Filipino-American community leaders are at the forefront of a campaign by Asian advocacy groups to press for humane immigration reform in the United States in the face of proposals from the Bush administration that seek to limit visas for parents, children and siblings of US citizens. No two issues inflame the passions of Filipino-Americans more than family-based immigration preferences and full equity for Filipino World War 2 veterans so it came as no surprise when key leaders like Alma Kern and Gloria Caoile began to mobilize community opposition to any move that could jeopardize those twin goals.

Fil-Ams in US call for immigration reforms
By Jose Katigbak STAR Washington Bureau
The Philippine Star 04/11/2007

WASHINGTON – Filipino-American community leaders are at the forefront of a campaign by Asian advocacy groups to press for humane immigration reform in the United States in the face of proposals from the Bush administration that seek to limit visas for parents, children and siblings of US citizens.

No two issues inflame the passions of Filipino-Americans more than family-based immigration preferences and full equity for Filipino World War 2 veterans so it came as no surprise when key leaders like Alma Kern and Gloria Caoile began to mobilize community opposition to any move that could jeopardize those twin goals.

US President George W. Bush on Monday re-launched his push for immigration reforms to deal with some 12 million illegal immigrants in the country, including about 250,000 Filipinos.

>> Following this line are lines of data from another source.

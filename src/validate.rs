//! Runtime validation library.
//!
//! Everything here is generic over the record type and holds no state between
//! calls: the compiler binds these functions to `serde_json::Value` records,
//! but native structs work the same way (see the tests).
//!
//! - [`path`]: canonical selector keys and virtual member names
//! - [`subfield`]: field delegation and list element pairing
//! - [`union`]: exactly-one-of and discriminated unions
//! - [`primitives`]: leaf checks over JSON values
pub mod path;
pub mod primitives;
pub mod subfield;
pub mod union;

use std::sync::Arc;

use serde::{Deserialize, Serialize};

use crate::field::{ErrorList, Path};

pub use path::{canonical_selector_path, virtual_member_name};
pub use subfield::{list_map_element_by_key, subfield, ListAccess, Pairing, PathMode};
pub use union::{Discriminator, UnionMember, UnionMembership};

// ————————————————————————————————————————————————————————————————————————————
// CONTEXT
// ————————————————————————————————————————————————————————————————————————————

#[derive(Debug, Clone, Copy, PartialEq, Eq, Serialize)]
pub enum Operation {
    Create,
    Update,
}

/// Per-call validation context.
#[derive(Debug, Clone, Copy)]
pub struct Context {
    pub operation: Operation,
}

impl Context {
    pub fn create() -> Self { Self { operation: Operation::Create } }
    pub fn update() -> Self { Self { operation: Operation::Update } }
}

/// A validator over a (new, old) pair rooted at `path`.
pub type ValidateFn<T> = dyn Fn(&Context, &Path, Option<&T>, Option<&T>) -> ErrorList + Send + Sync;

// ————————————————————————————————————————————————————————————————————————————
// FLAGS + CHAINS
// ————————————————————————————————————————————————————————————————————————————

#[derive(Debug, Clone, Copy, Default, PartialEq, Eq, Serialize, Deserialize)]
#[serde(rename_all = "camelCase")]
pub struct Flags {
    /// Errors from this validator stop the remaining validators of the same target.
    #[serde(default, alias = "ShortCircuit")]
    pub short_circuit: bool,
    /// Errors are a stop signal only and are never reported.
    #[serde(default, alias = "NonError")]
    pub non_error: bool,
}

impl Flags {
    pub const SHORT_CIRCUIT: Flags = Flags { short_circuit: true, non_error: false };
    pub const STOP_SILENTLY: Flags = Flags { short_circuit: true, non_error: true };

    pub fn is_default(&self) -> bool {
        *self == Flags::default()
    }
}

/// One compiled directive: the validator plus how it composes with siblings.
pub struct Validation<T: ?Sized> {
    pub origin: String,
    pub flags: Flags,
    pub run: Arc<ValidateFn<T>>,
}

impl<T: ?Sized> Validation<T> {
    pub fn new(
        origin: impl Into<String>,
        flags: Flags,
        run: impl Fn(&Context, &Path, Option<&T>, Option<&T>) -> ErrorList + Send + Sync + 'static,
    ) -> Self {
        Self { origin: origin.into(), flags, run: Arc::new(run) }
    }
}

impl<T: ?Sized> Clone for Validation<T> {
    fn clone(&self) -> Self {
        Self { origin: self.origin.clone(), flags: self.flags, run: Arc::clone(&self.run) }
    }
}

impl<T: ?Sized> std::fmt::Debug for Validation<T> {
    fn fmt(&self, f: &mut std::fmt::Formatter<'_>) -> std::fmt::Result {
        f.debug_struct("Validation")
            .field("origin", &self.origin)
            .field("flags", &self.flags)
            .finish_non_exhaustive()
    }
}

/// Ordered validators for one target. Short-circuit validators always run
/// first, in declaration order; the rest follow in declaration order.
pub struct Chain<T: ?Sized> {
    validations: Vec<Validation<T>>,
}

impl<T: ?Sized> Default for Chain<T> {
    fn default() -> Self { Self { validations: Vec::new() } }
}

/// Result of running a [`Chain`].
pub struct ChainOutcome {
    pub errors: ErrorList,
    /// A short-circuit validator fired; callers skip any further descent.
    pub stopped: bool,
}

impl<T: ?Sized> Chain<T> {
    pub fn new(validations: impl IntoIterator<Item = Validation<T>>) -> Self {
        let (mut first, rest): (Vec<_>, Vec<_>) =
            validations.into_iter().partition(|v| v.flags.short_circuit);
        first.extend(rest);
        Self { validations: first }
    }

    pub fn call(&self, ctx: &Context, path: &Path, new: Option<&T>, old: Option<&T>) -> ChainOutcome {
        let mut errors = ErrorList::new();
        for v in &self.validations {
            let errs = (v.run)(ctx, path, new, old).with_origin(&v.origin);
            if errs.is_empty() {
                continue;
            }
            if v.flags.short_circuit {
                if !v.flags.non_error {
                    errors.append(errs);
                }
                return ChainOutcome { errors, stopped: true };
            }
            errors.append(errs);
        }
        ChainOutcome { errors, stopped: false }
    }
}

// ------------------------------- Tests ------------------------------------ //

#[cfg(test)]
mod tests {
    use super::*;
    use crate::field;

    fn always(origin: &str, flags: Flags) -> Validation<str> {
        let detail = origin.to_string();
        Validation::new(origin, flags, move |_, path, _, _| field::invalid(path, "", detail.clone()).into())
    }

    fn never(origin: &str, flags: Flags) -> Validation<str> {
        Validation::new(origin, flags, |_, _, _, _| ErrorList::new())
    }

    #[test]
    fn chain_runs_short_circuit_first() {
        let chain = Chain::new([always("plain", Flags::default()), never("gate", Flags::SHORT_CIRCUIT)]);
        let out = chain.call(&Context::create(), &Path::root(), None, None);
        assert!(!out.stopped);
        assert_eq!(out.errors.details_from("plain"), vec!["plain"]);
    }

    #[test]
    fn short_circuit_stops_and_reports() {
        let chain = Chain::new([always("plain", Flags::default()), always("gate", Flags::SHORT_CIRCUIT)]);
        let out = chain.call(&Context::create(), &Path::root(), None, None);
        assert!(out.stopped);
        assert_eq!(out.errors.len(), 1);
        assert_eq!(out.errors.as_slice()[0].origin.as_deref(), Some("gate"));
    }

    #[test]
    fn non_error_stops_silently() {
        let chain = Chain::new([always("plain", Flags::default()), always("optional", Flags::STOP_SILENTLY)]);
        let out = chain.call(&Context::create(), &Path::root(), None, None);
        assert!(out.stopped);
        assert!(out.errors.is_empty());
    }

    #[test]
    fn flags_accept_pascal_case_keys() {
        let flags: Flags = serde_json::from_str(r#"{"ShortCircuit": true, "NonError": true}"#).unwrap();
        assert_eq!(flags, Flags::STOP_SILENTLY);
        let flags: Flags = serde_json::from_str(r#"{"shortCircuit": true}"#).unwrap();
        assert_eq!(flags, Flags::SHORT_CIRCUIT);
    }
}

But the Democratic-controlled Congress and the Republicans are at odds over how to uphold the law without disrupting lives or drastically reducing the migrant workforce needed to keep US agriculture and industry running efficiently.

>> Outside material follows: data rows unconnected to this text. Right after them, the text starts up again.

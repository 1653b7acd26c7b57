//! Field delegation and keyed list element access.
use serde::{Deserialize, Serialize};

use super::Context;
use crate::field::{ErrorList, Path};

/// Validate one field of a record: `validator` sees the field's new and old
/// values at `path.<field_name>`.
///
/// The getter only ever sees parents that exist; a missing old parent (create)
/// or new parent yields an absent value.
pub fn subfield<P, F>(
    ctx: &Context,
    path: &Path,
    new_parent: Option<&P>,
    old_parent: Option<&P>,
    field_name: &str,
    get: impl Fn(&P) -> Option<&F>,
    validator: impl Fn(&Context, &Path, Option<&F>, Option<&F>) -> ErrorList,
) -> ErrorList
where
    P: ?Sized,
    F: ?Sized,
{
    let new_value = new_parent.and_then(&get);
    let old_value = old_parent.and_then(&get);
    validator(ctx, &path.child(field_name), new_value, old_value)
}

// ————————————————————————————————————————————————————————————————————————————
// LIST ACCESS
// ————————————————————————————————————————————————————————————————————————————

/// How matching elements of the new and old lists are paired.
#[derive(Debug, Clone, Copy, PartialEq, Eq, Serialize, Deserialize)]
#[serde(rename_all = "lowercase")]
pub enum Pairing {
    /// Only the first match in each list; one validator call at most.
    First,
    /// Every match; new matches are paired in order with unconsumed old matches.
    All,
}

/// Which path errors of a matched element are reported under.
#[derive(Debug, Clone, Copy, PartialEq, Eq, Serialize, Deserialize)]
#[serde(rename_all = "lowercase")]
pub enum PathMode {
    /// `list[<canonical selector>]` for every match.
    Grouped,
    /// `list[i]`, the element's own index.
    #[serde(rename = "index")]
    PerIndex,
}

#[derive(Debug, Clone, Copy, PartialEq, Eq, Serialize)]
pub struct ListAccess {
    pub pairing: Pairing,
    pub path: PathMode,
}

impl ListAccess {
    /// Selector names one key-unique entity.
    pub const UNIQUE: ListAccess = ListAccess { pairing: Pairing::First, path: PathMode::Grouped };
    /// Selector names a set of elements.
    pub const EACH: ListAccess = ListAccess { pairing: Pairing::All, path: PathMode::PerIndex };
}

/// Run `validator` over the elements of `new_list`/`old_list` selected by
/// `matches`, pairing new and old matches according to `access.pairing`.
///
/// `group_key` is the canonical selector, used as the path segment in
/// [`PathMode::Grouped`]. Elements that do not match are never visited.
pub fn list_map_element_by_key<T>(
    ctx: &Context,
    path: &Path,
    new_list: &[T],
    old_list: &[T],
    group_key: &str,
    matches: impl Fn(&T) -> bool,
    access: ListAccess,
    validator: impl Fn(&Context, &Path, Option<&T>, Option<&T>) -> ErrorList,
) -> ErrorList {
    let group_path = path.key(group_key);
    let element_path = |index: usize| match access.path {
        PathMode::Grouped => group_path.clone(),
        PathMode::PerIndex => path.index(index),
    };

    let mut errs = ErrorList::new();
    match access.pairing {
        Pairing::First => {
            let new_match = new_list.iter().enumerate().find(|(_, x)| matches(x));
            let old_match = old_list.iter().enumerate().find(|(_, x)| matches(x));
            let index = match (new_match, old_match) {
                (Some((i, _)), _) | (None, Some((i, _))) => i,
                (None, None) => return errs,
            };
            errs.append(validator(
                ctx,
                &element_path(index),
                new_match.map(|(_, x)| x),
                old_match.map(|(_, x)| x),
            ));
        }
        Pairing::All => {
            let mut consumed = vec![false; old_list.len()];
            for (i, item) in new_list.iter().enumerate() {
                if !matches(item) {
                    continue;
                }
                let mut paired = None;
                for (j, candidate) in old_list.iter().enumerate() {
                    if !consumed[j] && matches(candidate) {
                        consumed[j] = true;
                        paired = Some(candidate);
                        break;
                    }
                }
                errs.append(validator(ctx, &element_path(i), Some(item), paired));
            }
            for (j, item) in old_list.iter().enumerate() {
                if !consumed[j] && matches(item) {
                    errs.append(validator(ctx, &element_path(j), None, Some(item)));
                }
            }
        }
    }
    errs
}

// ------------------------------- Tests ------------------------------------ //

#[cfg(test)]
mod tests {
    use super::*;
    use crate::field;
    use std::cell::RefCell;

    #[derive(Debug, Clone, PartialEq)]
    struct Condition {
        kind: &'static str,
        status: &'static str,
    }

    fn cond(kind: &'static str, status: &'static str) -> Condition {
        Condition { kind, status }
    }

    type Calls = RefCell<Vec<(String, Option<Condition>, Option<Condition>)>>;

    fn record<'a>(calls: &'a Calls) -> impl Fn(&Context, &Path, Option<&Condition>, Option<&Condition>) -> ErrorList + 'a {
        move |_, path, new, old| {
            calls.borrow_mut().push((path.to_string(), new.cloned(), old.cloned()));
            ErrorList::new()
        }
    }

    fn is_a(c: &Condition) -> bool { c.kind == "A" }

    #[test]
    fn first_match_without_old() {
        let calls = Calls::default();
        let new = [cond("A", "False")];
        list_map_element_by_key(
            &Context::create(), &Path::new("conditions"), &new, &[], r#"type="A""#, is_a,
            ListAccess::UNIQUE, record(&calls),
        );
        assert_eq!(
            calls.into_inner(),
            vec![(r#"conditions[type="A"]"#.to_string(), Some(cond("A", "False")), None)],
        );
    }

    #[test]
    fn first_match_visits_nothing_without_matches() {
        let calls = Calls::default();
        list_map_element_by_key(
            &Context::update(), &Path::new("c"), &[cond("B", "x")], &[cond("C", "y")], "k", is_a,
            ListAccess::UNIQUE, record(&calls),
        );
        assert!(calls.into_inner().is_empty());
    }

    #[test]
    fn first_match_old_only_uses_old_index() {
        let calls = Calls::default();
        let access = ListAccess { pairing: Pairing::First, path: PathMode::PerIndex };
        list_map_element_by_key(
            &Context::update(), &Path::new("c"), &[], &[cond("B", "x"), cond("A", "y")], "k", is_a,
            access, record(&calls),
        );
        assert_eq!(calls.into_inner(), vec![("c[1]".to_string(), None, Some(cond("A", "y")))]);
    }

    #[test]
    fn all_matches_pair_in_order() {
        let calls = Calls::default();
        let new = [cond("A", "True"), cond("A", "False")];
        let old = [cond("A", "True")];
        list_map_element_by_key(
            &Context::update(), &Path::new("c"), &new, &old, r#"type="A""#, is_a,
            ListAccess { pairing: Pairing::All, path: PathMode::Grouped }, record(&calls),
        );
        let calls = calls.into_inner();
        assert_eq!(calls.len(), 2);
        assert_eq!(calls[0].1, Some(cond("A", "True")));
        assert_eq!(calls[0].2, Some(cond("A", "True")));
        assert_eq!(calls[1].1, Some(cond("A", "False")));
        assert_eq!(calls[1].2, None);
        assert!(calls.iter().all(|c| c.0 == r#"c[type="A"]"#));
    }

    #[test]
    fn all_matches_report_leftover_old_after_new() {
        let calls = Calls::default();
        let new = [cond("B", "x"), cond("A", "1")];
        let old = [cond("A", "old0"), cond("B", "y"), cond("A", "old2")];
        list_map_element_by_key(
            &Context::update(), &Path::new("c"), &new, &old, "k", is_a, ListAccess::EACH, record(&calls),
        );
        assert_eq!(
            calls.into_inner(),
            vec![
                ("c[1]".to_string(), Some(cond("A", "1")), Some(cond("A", "old0"))),
                ("c[2]".to_string(), None, Some(cond("A", "old2"))),
            ],
        );
    }

    #[test]
    fn errors_are_concatenated_in_visit_order() {
        let new = [cond("A", "1"), cond("A", "2")];
        let errs = list_map_element_by_key(
            &Context::create(), &Path::new("c"), &new, &[], "k", is_a, ListAccess::EACH,
            |_, path, new, _| field::invalid(path, new.map(|c| c.status).unwrap_or(""), "bad").into(),
        );
        let rendered: Vec<String> = errs.iter().map(|e| e.to_string()).collect();
        assert_eq!(rendered, vec![r#"c[0]: Invalid value: "1": bad"#, r#"c[1]: Invalid value: "2": bad"#]);
    }

    #[derive(Debug)]
    struct Parent {
        name: Option<String>,
    }

    #[test]
    fn subfield_rebases_path_and_reads_old() {
        let new = Parent { name: Some("n".into()) };
        let old = Parent { name: Some("o".into()) };
        let seen = RefCell::new(None);
        subfield(
            &Context::update(), &Path::new("spec"), Some(&new), Some(&old), "name",
            |p: &Parent| p.name.as_deref(),
            |_, path, n, o| {
                *seen.borrow_mut() = Some((path.to_string(), n.map(str::to_string), o.map(str::to_string)));
                ErrorList::new()
            },
        );
        assert_eq!(seen.into_inner(), Some(("spec.name".into(), Some("n".into()), Some("o".into()))));
    }

    #[test]
    fn subfield_without_old_parent_passes_absent() {
        let new = Parent { name: None };
        let errs = subfield(
            &Context::create(), &Path::root(), Some(&new), None, "name",
            |p: &Parent| p.name.as_deref(),
            |_, path, n, o| {
                assert!(n.is_none() && o.is_none());
                field::required(path, "").into()
            },
        );
        assert_eq!(errs.as_slice()[0].path.to_string(), "name");
    }
}
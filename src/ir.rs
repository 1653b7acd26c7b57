// Schema IR: record types, their fields and the directives attached to both.
// Deserialized straight from the schema document.

use std::fmt;

use serde::{Deserialize, Serialize};

use crate::directive::Directive;

#[derive(Debug, Clone, PartialEq, Eq, Serialize, Deserialize)]
#[serde(from = "RawTy", into = "RawTy")]
pub enum Ty {
    String,
    Integer,
    Number,
    Bool,
    Optional(Box<Ty>),       // nilable wrapper
    List(Box<Ty>),
    Map(Box<Ty>),            // keyed by string
    Record(String),          // by type name
}

#[derive(Debug, Clone, Deserialize)]
#[serde(deny_unknown_fields)]
pub struct Schema {
    pub types: Vec<RecordDef>,
    /// Type validated when a caller does not name one.
    #[serde(default)]
    pub root: Option<String>,
}

#[derive(Debug, Clone, Deserialize)]
#[serde(deny_unknown_fields)]
pub struct RecordDef {
    pub name: String,
    #[serde(default)]
    pub directives: Vec<Directive>,
    #[serde(default)]
    pub fields: Vec<Field>,
}

#[derive(Debug, Clone, Deserialize)]
#[serde(deny_unknown_fields, rename_all = "camelCase")]
pub struct Field {
    pub name: String,
    /// Wire name; defaults to `name`, `"-"` means the field has none.
    #[serde(default)]
    pub json: Option<String>,
    #[serde(rename = "type")]
    pub ty: Ty,
    /// Keys that make list elements unique (`listType=map`).
    #[serde(default)]
    pub list_map_keys: Vec<String>,
    #[serde(default)]
    pub directives: Vec<Directive>,
}

impl Field {
    pub fn wire_name(&self) -> Option<&str> {
        match self.json.as_deref() {
            Some("-") => None,
            Some(name) if !name.is_empty() => Some(name),
            _ => Some(self.name.as_str()),
        }
    }
}

impl Ty {
    /// Strip any `Optional` wrappers.
    pub fn non_optional(&self) -> &Ty {
        let mut t = self;
        while let Ty::Optional(inner) = t { t = inner; }
        t
    }

    pub fn is_nilable(&self) -> bool {
        matches!(self, Ty::Optional(_) | Ty::List(_) | Ty::Map(_))
    }

    /// `string` or `optional<string>`.
    pub fn is_string_kind(&self) -> bool {
        matches!(self.non_optional(), Ty::String)
    }

    pub fn is_numeric_kind(&self) -> bool {
        matches!(self.non_optional(), Ty::Integer | Ty::Number)
    }

    pub fn record_name(&self) -> Option<&str> {
        match self.non_optional() {
            Ty::Record(name) => Some(name.as_str()),
            _ => None,
        }
    }

    pub fn list_elem(&self) -> Option<&Ty> {
        match self.non_optional() {
            Ty::List(elem) => Some(elem.as_ref()),
            _ => None,
        }
    }
}

impl fmt::Display for Ty {
    fn fmt(&self, f: &mut fmt::Formatter<'_>) -> fmt::Result {
        match self {
            Ty::String => write!(f, "string"),
            Ty::Integer => write!(f, "integer"),
            Ty::Number => write!(f, "number"),
            Ty::Bool => write!(f, "boolean"),
            Ty::Optional(inner) => write!(f, "optional<{inner}>"),
            Ty::List(inner) => write!(f, "list<{inner}>"),
            Ty::Map(inner) => write!(f, "map<string, {inner}>"),
            Ty::Record(name) => write!(f, "{name}"),
        }
    }
}

// ---------------------------- Wire form ----------------------------------- //

#[derive(Debug, Clone, Serialize, Deserialize)]
#[serde(untagged)]
enum RawTy {
    Named(String),
    Optional { optional: Box<RawTy> },
    List { list: Box<RawTy> },
    Map { map: Box<RawTy> },
}

impl From<RawTy> for Ty {
    fn from(raw: RawTy) -> Self {
        match raw {
            RawTy::Named(name) => match name.as_str() {
                "string" => Ty::String,
                "integer" => Ty::Integer,
                "number" => Ty::Number,
                "boolean" | "bool" => Ty::Bool,
                _ => Ty::Record(name),
            },
            RawTy::Optional { optional } => Ty::Optional(Box::new((*optional).into())),
            RawTy::List { list } => Ty::List(Box::new((*list).into())),
            RawTy::Map { map } => Ty::Map(Box::new((*map).into())),
        }
    }
}

impl From<Ty> for RawTy {
    fn from(ty: Ty) -> Self {
        match ty {
            Ty::String => RawTy::Named("string".into()),
            Ty::Integer => RawTy::Named("integer".into()),
            Ty::Number => RawTy::Named("number".into()),
            Ty::Bool => RawTy::Named("boolean".into()),
            Ty::Optional(inner) => RawTy::Optional { optional: Box::new((*inner).into()) },
            Ty::List(inner) => RawTy::List { list: Box::new((*inner).into()) },
            Ty::Map(inner) => RawTy::Map { map: Box::new((*inner).into()) },
            Ty::Record(name) => RawTy::Named(name),
        }
    }
}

Under a new White House plan on immigration reforms leaked out recently, actively employed illegal aliens can apply for "Z" visas valid for three years and renewable indefinitely at a cost of $3,500 each time.

To become legal permanent residents with a green card, they will have to return to their home country and apply to re-enter the US legally and pay a $10,000 fine.

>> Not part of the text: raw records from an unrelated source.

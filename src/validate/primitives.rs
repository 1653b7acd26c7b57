//! Leaf checks over JSON values.
//!
//! Absent means missing or `null`; callers normalize that before calling in,
//! so every function here takes `Option<&Value>`. Checks other than the
//! presence checks pass absent values.
use regex::Regex;
use serde_json::Value;

use super::{Context, Operation};
use crate::field::{self, ErrorList, FieldError, ErrorKind, Path};

/// Fails unconditionally with `message`. Used to observe which validators run.
pub fn validate_false(_ctx: &Context, path: &Path, _new: Option<&Value>, _old: Option<&Value>, message: &str) -> ErrorList {
    FieldError::new(ErrorKind::Invalid, path, None, message).into()
}

pub fn required(_ctx: &Context, path: &Path, new: Option<&Value>, _old: Option<&Value>) -> ErrorList {
    match new {
        None => field::required(path, "").into(),
        Some(_) => ErrorList::new(),
    }
}

/// Reports when the value is absent. Compiled with [`super::Flags::STOP_SILENTLY`]
/// so the report only stops the remaining checks.
pub fn optional(_ctx: &Context, path: &Path, new: Option<&Value>, _old: Option<&Value>) -> ErrorList {
    match new {
        None => field::required(path, "optional value was not specified").into(),
        Some(_) => ErrorList::new(),
    }
}

pub fn forbidden(_ctx: &Context, path: &Path, new: Option<&Value>, _old: Option<&Value>) -> ErrorList {
    match new {
        Some(_) => field::forbidden(path, "").into(),
        None => ErrorList::new(),
    }
}

pub fn max_length(_ctx: &Context, path: &Path, new: Option<&Value>, _old: Option<&Value>, max: usize) -> ErrorList {
    match new.and_then(Value::as_str) {
        Some(s) if s.len() > max => field::too_long(path, s, max).into(),
        _ => ErrorList::new(),
    }
}

pub fn minimum(_ctx: &Context, path: &Path, new: Option<&Value>, _old: Option<&Value>, min: f64) -> ErrorList {
    match new {
        Some(v) if v.as_f64().is_some_and(|n| n < min) => {
            field::invalid(path, v.clone(), format!("must be greater than or equal to {}", render_bound(min))).into()
        }
        _ => ErrorList::new(),
    }
}

pub fn maximum(_ctx: &Context, path: &Path, new: Option<&Value>, _old: Option<&Value>, max: f64) -> ErrorList {
    match new {
        Some(v) if v.as_f64().is_some_and(|n| n > max) => {
            field::invalid(path, v.clone(), format!("must be less than or equal to {}", render_bound(max))).into()
        }
        _ => ErrorList::new(),
    }
}

pub fn one_of(_ctx: &Context, path: &Path, new: Option<&Value>, _old: Option<&Value>, allowed: &[String]) -> ErrorList {
    match new.and_then(Value::as_str) {
        Some(s) if !allowed.iter().any(|a| a == s) => field::not_supported(path, s, allowed).into(),
        _ => ErrorList::new(),
    }
}

pub fn format(_ctx: &Context, path: &Path, new: Option<&Value>, _old: Option<&Value>, pattern: &Regex) -> ErrorList {
    match new.and_then(Value::as_str) {
        Some(s) if !pattern.is_match(s) => {
            field::invalid(path, s, format!("must match the regex `{}`", pattern.as_str())).into()
        }
        _ => ErrorList::new(),
    }
}

/// On update, the value may not change, be set, or be cleared.
pub fn immutable(ctx: &Context, path: &Path, new: Option<&Value>, old: Option<&Value>) -> ErrorList {
    if ctx.operation == Operation::Update && new != old {
        return field::forbidden(path, "field is immutable").into();
    }
    ErrorList::new()
}

// Integers print without a trailing `.0`.
fn render_bound(n: f64) -> String {
    if n.fract() == 0.0 && n.abs() < i64::MAX as f64 {
        format!("{}", n as i64)
    } else {
        format!("{n}")
    }
}

// ------------------------------- Tests ------------------------------------ //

"These provisions are so draconian they would essentially make indentured workers out of the 12 million (illegal immigrants)," said Linda Chavez, a prominent Hispanic-American conservative commentator and radio talk show host.

Another controversial suggestion is to make more green cards available to skilled workers by eliminating family preferences.

Kern, head of the National Federation of Filipino-American Associations (NaFFAA), said the proposal to deny legal immigrants the right to sponsor their relatives to join them was alarming, adding it undermined the Bush administration’s core belief about family values.

The proposals – referred to by administration officials as "talking points" – also call for the elimination of preferential classes for the allotment of immigrant visas, in particular the fourth preference (brothers and sisters of US citizens), the third preference (adult married children of US citizens), and the first preference (adult unmarried children of US citizens), and place caps and waiting periods on parents of US citizens.

As it is, Filipinos who have become naturalized US citizens must wait the longest under the quota system before they can petition their siblings to join them – in some cases as long as 23 years.

The Filipino-American community is also pressing legislators to pass measures to repeal a 60-year-old law and award full veterans’ benefits to Filipinos who fought with US forces in World War 2 and to make it easier for children of these veterans to immigrate to the US.

The NaFFAA is among more than a dozen national convenors that are organizing the Asian Pacific American community to meet in Washington on April 30 and May 1 to hold dialogues, visit legislators and stage a mass rally at the Capitol.